Hi Guys
Personally I think you guys are making your job of analysis vastly more complicated than necessary.
I think you will get much farther by examining your hearing and not the “stereo image” on a recording.
For now forget the recording process entirely.
When a person stands in front of you and talks, you can identify the location aurally with your eyes closed.
Your ears Pinna response imposes an angle dependant comb filtering and eq to the pressure reaching your ear drums.
This looks awful in an “in ear” measurement BUT instead of hearing any of that as flaws and comb filtering, it is instead how you can determine height of the source.
When you wear headphones, you have neutralized that pinna response aspect of spatial detection and so with headphones, the image floats over your head or in your head.
If one takes a set of headphones and you feed the SAME signal to both sides, one produces the SAME mono phantom image one seeks with stereo.
This does not have to be a recording or have ANY processing, it is the identical nature of the R and L signal which make the phantom appear to be between them.
With loudspeakers, one can produce the same mono phantom image by feeding an identical signal to each speaker.
The more identical the signals reaching the R and L ear, the more “real” the phantom image can be.
With loudspeakers one also has some amount of IACT or inter aural cross talk, the sound which arrives from the Right speaker but wraps around to the Left ear and vise versa.
This corruption reduces the realism of the image because an actual source has none of that cross leakage.
A HUGE effect but hardly ever addressed is that essentially all loudspeakers radiate a complex pattern, this allows you hear where a single speaker is with your eyes closed but also hear how far away it is.
There are speakers that are VERY hard to identify the physical depth when only one is on, these tend to produce a much stronger stereo image when two are used.
When a speaker shouts its identity, the ear can easily hear the R and L speaker as the source which obviously competes with / defeats the desired phantom image.
It is possible to have a mono phantom image so compelling that people would rather believe it is a center channel speaker than the program material.
I forget who, but someone here had posted a picture of a small full range driver on a large baffle. This is one kind of speaker that would produce a “simple” radiation pattern and so likely to be hard to localize in depth and then produce a strong stereo image.
Keep in mind, you are trying to reduce all of the extra signals as much as possible, this is like a noise problem.
For example, in a room, normal loudspeakers image much more poorly than they can outdoors (by that I mean the image that can be created between the two sources).
The reason for that is in a room, there are many delayed reflections which all sound like the original signal but compete with the direct signal which is the one that creates the image.
Another problem is that loudspeakers spread out signals in time. Feed an broad band impulse to a normal multiway loudspeaker and one finds that instead of the entire spectrum being reproduced at one instant, it emerges normally with the highs first and lows last. Even examining an individual driver like a woofer with time delay spectrometry, one finds that even the lone driver produces the hf end first and the lf end last.

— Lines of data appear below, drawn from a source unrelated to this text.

// This module provides arena-based compilation session management using the bumpalo crate.
// CompilationSession owns a borrowed Bump arena for the lifetime of one compilation unit and
// is the single place where strings that outlive the syntax tree (symbol names, string
// constants, upvalue names) are interned, so IR pseudos can carry plain &'arena str slices
// and stay Copy. The session also gathers SessionStats while the pipeline runs: procs
// linearized, blocks and instructions emitted (with a per-opcode breakdown), constants
// interned, load-to-store rewrites, CFG edges, and the size of the generated C source per
// function. Nothing allocated in the arena is ever freed individually; the whole unit is
// released when the arena is dropped.

//! Arena-based compilation session management.
//!
//! All strings referenced by the IR are interned in the session arena, so the
//! IR can be torn down as a unit together with the arena.

use bumpalo::Bump;
use hashbrown::HashSet;
use std::cell::RefCell;
use std::collections::HashMap;
use std::fmt;

/// Arena-based compilation session.
pub struct CompilationSession<'arena> {
    /// Arena holding the interned strings.
    arena: &'arena Bump,

    /// Session statistics for debugging and tuning.
    stats: RefCell<SessionStats>,

    /// String interning so equal names share one arena slice.
    interned_strings: RefCell<HashSet<&'arena str>>,
}

impl<'arena> CompilationSession<'arena> {
    /// Create a new compilation session with the given arena.
    pub fn new(arena: &'arena Bump) -> Self {
        Self {
            arena,
            stats: RefCell::new(SessionStats::default()),
            interned_strings: RefCell::new(HashSet::new()),
        }
    }

    /// Intern a string in the arena.
    pub fn intern_str(&self, s: &str) -> &'arena str {
        let mut strings = self.interned_strings.borrow_mut();
        if let Some(&interned) = strings.get(s) {
            return interned;
        }

        let interned: &'arena str = self.arena.alloc_str(s);
        strings.insert(interned);
        interned
    }

    /// Record that a proc finished linearization.
    pub fn record_proc_linearized(&self, blocks: usize, instructions: usize) {
        let mut stats = self.stats.borrow_mut();
        stats.procs_linearized += 1;
        stats.blocks_created += blocks;
        stats.instructions_emitted += instructions;
    }

    /// Record an emitted instruction by opcode name.
    pub fn record_instruction(&self, opcode: &str) {
        let mut stats = self.stats.borrow_mut();
        *stats
            .instruction_counts
            .entry(opcode.to_string())
            .or_insert(0) += 1;
    }

    /// Record a newly interned constant.
    pub fn record_constant_interned(&self) {
        self.stats.borrow_mut().constants_interned += 1;
    }

    /// Record a load instruction rewritten into a store.
    pub fn record_load_rewritten(&self) {
        self.stats.borrow_mut().load_store_rewrites += 1;
    }

    /// Record the edges of a freshly built CFG.
    pub fn record_cfg_built(&self, edges: usize) {
        let mut stats = self.stats.borrow_mut();
        stats.cfgs_built += 1;
        stats.cfg_edges += edges;
    }

    /// Record that a C function body was generated.
    pub fn record_function_generated(&self, name: &str, source_size: usize) {
        let mut stats = self.stats.borrow_mut();
        stats.functions_generated += 1;
        stats.total_source_size += source_size;

        if stats.largest_function_size < source_size {
            stats.largest_function_size = source_size;
            stats.largest_function_name = name.to_string();
        }
    }

    /// Get compilation statistics.
    pub fn stats(&self) -> SessionStats {
        self.stats.borrow().clone()
    }
}

/// Compilation session statistics.
#[derive(Debug, Default, Clone)]
pub struct SessionStats {
    /// Number of procs linearized.
    pub procs_linearized: usize,

    /// Basic blocks created by the linearizer.
    pub blocks_created: usize,

    /// Instructions emitted by the linearizer.
    pub instructions_emitted: usize,

    /// Count of each opcode emitted.
    pub instruction_counts: HashMap<String, usize>,

    /// Distinct constants interned across all procs.
    pub constants_interned: usize,

    /// Loads rewritten into stores by assignments.
    pub load_store_rewrites: usize,

    /// Number of CFGs built.
    pub cfgs_built: usize,

    /// Total edges across all CFGs.
    pub cfg_edges: usize,

    /// Number of C functions generated.
    pub functions_generated: usize,

    /// Total generated C source size (bytes).
    pub total_source_size: usize,

    /// Largest generated function.
    pub largest_function_size: usize,

    /// Name of largest generated function.
    pub largest_function_name: String,
}

impl fmt::Display for SessionStats {
    fn fmt(&self, f: &mut fmt::Formatter<'_>) -> fmt::Result {
        writeln!(f, "Compilation Session Statistics:")?;
        writeln!(f, "  Procs linearized: {}", self.procs_linearized)?;
        writeln!(f, "  Blocks created: {}", self.blocks_created)?;
        writeln!(f, "  Instructions emitted: {}", self.instructions_emitted)?;
        writeln!(f, "  Constants interned: {}", self.constants_interned)?;
        writeln!(f, "  Load/store rewrites: {}", self.load_store_rewrites)?;
        writeln!(f, "  CFG edges: {} ({} graphs)", self.cfg_edges, self.cfgs_built)?;
        writeln!(f, "  Functions generated: {}", self.functions_generated)?;
        writeln!(f, "  Total source size: {} bytes", self.total_source_size)?;

        if !self.largest_function_name.is_empty() {
            writeln!(
                f,
                "  Largest function: {} ({} bytes)",
                self.largest_function_name, self.largest_function_size
            )?;
        }

        if !self.instruction_counts.is_empty() {
            writeln!(f, "  Instruction breakdown:")?;
            let mut sorted: Vec<_> = self.instruction_counts.iter().collect();
            sorted.sort_by(|a, b| b.1.cmp(a.1).then_with(|| a.0.cmp(b.0)));

            for (opcode, count) in sorted.into_iter().take(10) {
                writeln!(f, "    {}: {}", opcode, count)?;
            }
        }

        Ok(())
    }
}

Obviously, any distortion, be it in time, harmonic, amplitude variations, any and all signals which arrive after the direct path and so on, corrupt the signal, these things allow your ears to determine this is not real, or that really sounds like Diana Krull floating in front of me.
Now, how one captures or re-creates that same real seeming image is an entirely separate can of worms (I think). There are ways to capture a live image, but none do what I am looking to do, the object here is to extend this into a 360 degree image with “over head” image as well.
A couple weeks ago I posted a link to a recording I made using a microphone invention I am working on. I believe I have found something new and useful but it is still a work in progress, try this link with headphones, keep in mind this the “forward” facing portion of the stereo image.
Also, like the last one I posted, I have to apologize for the program material, not exactly music but something I am very familiar with and so a valuable reference (and possibly entertaining of you like trains). Fwiw, there is NO compression, NO spatial processing of any kind, this is the output from the detector. .
Like the approach with the loudspeakers, I tried to fix the acoustic problem at the origin instead of compensations, see what you think / hear.
http://www.danleysoundlabs.com/TrainStart.wav
Tom Danley
Danley Sound Labs
- no one can give you a set of measurements that will tell you how well your room images. Current acoustic science can not do it in small rooms.